In her post a few weeks ago, Annika asked: “How can you draw yourself into more awareness of God’s presence?”


We have been discussing this very concept of “being aware of God’s presence” for several weeks. What needs to happen so that we can be aware? What gets in the way?


There is so much technology in our lives; phones, computers, car radios, TVs. Somehow we have to put those things aside so we can hear from God. We are at our best when we move these things aside and practice:

being still -- quiet before the Lord,

paying attention -- to the world around us,

and being aware -- of all that God puts before us.

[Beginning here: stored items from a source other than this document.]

//! Built-in demo scenarios exercising each channel fault

use std::time::Duration;

use arqsim_core::parse_messages;
use arqsim_link::{LinkParams, MemoryAudit, SimTime};
use log::info;

use crate::config::{ConfigError, Coordinator, SimulationSetup};
use crate::{RunSummary, SimulationPresets};

#[derive(Debug, Clone)]
pub struct Scenario {
    pub name: &'static str,
    pub description: &'static str,
    pub params: LinkParams,
    /// Sender's message file, one `MLDD text` line per message.
    pub script: &'static str,
    pub limit: Option<SimTime>,
}

impl Scenario {
    pub fn setup(&self, seed: u64) -> Result<SimulationSetup, ConfigError> {
        let messages = parse_messages(self.script)?;
        Ok(SimulationSetup {
            params: self.params.clone(),
            seed: Some(seed),
            coordinator: Coordinator {
                node: 0,
                start: SimTime::ZERO,
            },
            messages: [messages, Vec::new()],
            max_duration: self.limit,
        })
    }

    pub fn run(&self, seed: u64) -> Result<RunSummary, ConfigError> {
        info!("Running scenario {}", self.name);
        let (sim, report) = self.setup(seed)?.run(MemoryAudit::new())?;
        Ok(RunSummary::collect(self.name, &sim, report))
    }
}

pub fn demo_scenarios() -> Vec<Scenario> {
    vec![
        Scenario {
            name: "clean",
            description: "four clean frames, in-order ACKs",
            params: SimulationPresets::standard(),
            script: "0000 alpha\n0000 bravo\n0000 charlie\n0000 delta\n",
            limit: None,
        },
        Scenario {
            name: "lost frame",
            description: "first frame lost, recovered by timeout",
            params: SimulationPresets::standard(),
            script: "0100 alpha\n0000 bravo\n0000 charlie\n0000 delta\n",
            limit: None,
        },
        Scenario {
            name: "corrupted frame",
            description: "second frame bit-flipped, NACKed and resent",
            params: SimulationPresets::standard(),
            script: "0000 alpha\n1000 bravo\n0000 charlie\n0000 delta\n",
            limit: None,
        },
        Scenario {
            name: "reply blackout",
            description: "every ACK/NACK dropped, sender never finishes",
            params: SimulationPresets::blackout(),
            script: "0000 alpha\n0000 bravo\n0000 charlie\n",
            limit: Some(Duration::from_secs(60)),
        },
        Scenario {
            name: "duplicated frame",
            description: "first frame sent twice, accepted once",
            params: SimulationPresets::standard(),
            script: "0010 alpha\n0000 bravo\n",
            limit: None,
        },
    ]
}

/// Runs every scenario on its own blocking task and returns the summaries
/// in scenario order.
pub async fn run_all(scenarios: Vec<Scenario>, seed: u64) -> Result<Vec<RunSummary>, ConfigError> {
    let handles: Vec<_> = scenarios
        .into_iter()
        .map(|scenario| tokio::task::spawn_blocking(move || scenario.run(seed)))
        .collect();

    let mut summaries = Vec::with_capacity(handles.len());
    for handle in handles {
        summaries.push(handle.await??);
    }
    Ok(summaries)
}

The actual practices we engage in are called “contemplative practices” or “prayer”. The importance of practice happens in all aspects of our life. We practice in music, in sports, simply learning to read or do math. We need to practice listening to God! But so often life gets in the way. When we’re busy the practice of prayer gets pushed aside. Finding time, making time is the biggest obstacle we have. We have found that we have the best chance of practicing being in God’s presence when we first wake up. We work hard to not make this a repetitive obligation. We want to be mindful of God’s presence to reset our minds and hearts. We always end our practice with two questions we learned from Jamie Winship:

Lord, what do you want me to know?

What do you want me to do?


Practicing anything takes time if it’s really going to stick. Guided repetition rewires our brains. We’ve shared in our PEAKS articles about “Listening Prayer”, “Centering Prayer” and …. Richard Rohr shares twelve lifestyle practices and prompts in his book: Just This.


Be still and quiet before the Lord – practice patient Silence!

We find that having a special place to sit or walk outside, with no technology, helps us hear God. And we’ve found that doing this over and over allows us to listen from our hearts, especially before talking to each other.


Paying attention – Rohr, in his book, suggests saying the final words of an Eastern Orthodox poem:

Attend for a moment

to your breath as you draw it in: regard

the breath’s cool descent, a stream from mouth

to throat to the furnace of the heart.

Observe that queer, cool confluence of breath

and blood, and do your thinking there.


For those of us with children, it’s not just technology that distracts us … (parents, you know what I mean). But please keep in mind - Every time you look into the eyes of your child you see God looking back. Cherish these moments.


Practice awareness

One of the ways we do this to focus on one single object, like a plant, a chair, a flower, until you stop having feeling about it. You don’t judge the object, reject it, like or dislike it. Cindy finds using objects in nature to help with this practice. Listen to the object and allow it to speak to you. She listens to the flowers in the garden and then speaks back to them with respect and curiosity. She finds joy with the flowers and within herself and a calmness in her body and mind. This has been a great practice in our new environment!

“How can you draw yourself into more awareness of God’s presence?”